One area Tapia said he’s ready to lead the way with is Comprehensive Airman Fitness. While he’s only been in his current job about a month, he said he wants to push forward with CAF in AETC because he saw in his last job in Air Combat Command that it really works.
Intended to create and sustain a community giving Airmen and their families balance and a sense of belonging, CAF’s objectives are to reduce self-defeating behaviors, enhance individual resilience and ultimately enhance community resilience.
Comprehensive Airman Fitness, modeled after the Army’s program of a similar name, features four domains — mental, physical, social and spiritual. It all boils down to building resiliency in our Airmen, Tapia said.

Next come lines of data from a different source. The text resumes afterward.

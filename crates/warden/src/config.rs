//! # Session Configuration
//!
//! One TOML file with a table per layer:
//!
//! ```toml
//! session_level_id = 3
//! nat_pmp_gateway = "192.168.1.1"
//!
//! [transport]
//! join_timeout_ms = 2000
//!
//! [exchange]
//! exchange_timeout_ms = 8000
//!
//! [persistence]
//! path = "last_game.wtrn"
//! verify_checksums = true
//! ```
//!
//! Every field has a default, so an empty file is a valid configuration.

use std::net::Ipv4Addr;
use std::path::{Path, PathBuf};

use serde::{Deserialize, Serialize};
use thiserror::Error;
use warden_lockstep::ExchangeConfig;
use warden_transport::{TransportConfig, TransportError};

/// Configuration loading errors.
#[derive(Error, Debug)]
pub enum ConfigError {
    /// The file could not be read.
    #[error("cannot read config {path}: {source}")]
    Read {
        /// File that was being read.
        path: PathBuf,
        /// Underlying error.
        #[source]
        source: std::io::Error,
    },

    /// The file is not valid TOML for this layout.
    #[error("invalid config: {0}")]
    Parse(#[from] toml::de::Error),

    /// A value is out of range.
    #[error("invalid config value: {0}")]
    Invalid(#[from] TransportError),
}

/// Turn file settings.
#[derive(Clone, Debug, PartialEq, Eq, Serialize, Deserialize)]
#[serde(default)]
pub struct PersistenceConfig {
    /// Record every session to this file when set.
    pub path: Option<PathBuf>,
    /// Verify each turn's aggregate checksum on read.
    pub verify_checksums: bool,
    /// Sync every append to the device, not just flush it.
    pub durable_sync: bool,
}

impl Default for PersistenceConfig {
    fn default() -> Self {
        Self {
            path: None,
            verify_checksums: true,
            durable_sync: false,
        }
    }
}

/// Everything a [`crate::Session`] needs.
#[derive(Clone, Debug, Default, PartialEq, Eq, Serialize, Deserialize)]
#[serde(default)]
pub struct SessionConfig {
    /// Level identifier handed to clients and written to turn files.
    pub session_level_id: u32,
    /// Gateway to ask for a NAT-PMP port mapping when hosting.
    pub nat_pmp_gateway: Option<Ipv4Addr>,
    /// Requested NAT-PMP lease in seconds; the mapper default when unset.
    pub nat_pmp_lifetime_secs: Option<u32>,
    /// `[transport]` table.
    pub transport: TransportConfig,
    /// `[exchange]` table.
    pub exchange: ExchangeConfig,
    /// `[persistence]` table.
    pub persistence: PersistenceConfig,
}

impl SessionConfig {
    /// Parses and validates a configuration.
    ///
    /// # Errors
    ///
    /// [`ConfigError::Parse`] for malformed TOML, [`ConfigError::Invalid`]
    /// for out-of-range values.
    pub fn from_toml_str(text: &str) -> Result<Self, ConfigError> {
        let config: Self = toml::from_str(text)?;
        config.transport.validate()?;
        Ok(config)
    }

    /// Reads, parses and validates `path`.
    ///
    /// # Errors
    ///
    /// [`ConfigError::Read`] when the file cannot be read, otherwise as
    /// [`SessionConfig::from_toml_str`].
    pub fn load(path: impl AsRef<Path>) -> Result<Self, ConfigError> {
        let path = path.as_ref();
        let text = std::fs::read_to_string(path).map_err(|source| ConfigError::Read {
            path: path.to_path_buf(),
            source,
        })?;
        Self::from_toml_str(&text)
    }
}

“The best way I’ve heard it explained was when former Air Force chief of chaplains, Col. Cecil Richardson was talking to a group of young Airmen,” he said. “He took a rubber band and stretched it out with both hands and said ‘This is crisis in our lives. We will always meet crisis in our lives. If you’re resilient, you’ll meet crisis like this (he removed his hands and the rubber band shrunk back to normal). If you’re not resilient, the crisis can cause you to break, just like this rubber band would with too much pressure.’”
“Our job, as leaders, is to help build resiliency in our Airmen,” he said.
The chief discussed the need for strong leaders in a critical place for the Air Force — basic military training.
Thus far, the Air Force has selected 179 NCOs to apply to be military training instructors.
“I understand there could be some hesitancy from some of these Airmen, but the Air Force is asking these individuals to do something that could be very special,” he said. “Those who were selected to apply were chosen because they’re seasoned in the Air Force and have life experience. We’ll give those selected the tools and skills to be training instructors and have an impact on people’s careers for the rest of their lives.”
Tapia said there’s a detailed and laborious process involved to select the right NCOs to even enter MTI training, but those selected need to have several characteristics.
“We need strong leaders, role models, people who have a moral compass, high standards; those who live the core values, are smart, energetic and are enthusiastic about being a solution to the problem,” he said. “Could they be hesitant? Yeah! But don’t be scared. This is a chance to help restore the trust and confidence in the Air Force.”
As the 28-year Air Force veteran toured Luke, he said he was consistently inspired by Airmen — his motivation.
“I’m excited to be an Airman in AETC,” he said. “I’m ready to be an advocate. For me, enlisted Airmen matter; their families matter; education and training matters. I’ve said it a thousand times and it was reinforced here — I don’t think we’ve seen our best days as Airmen yet, and that excites me!”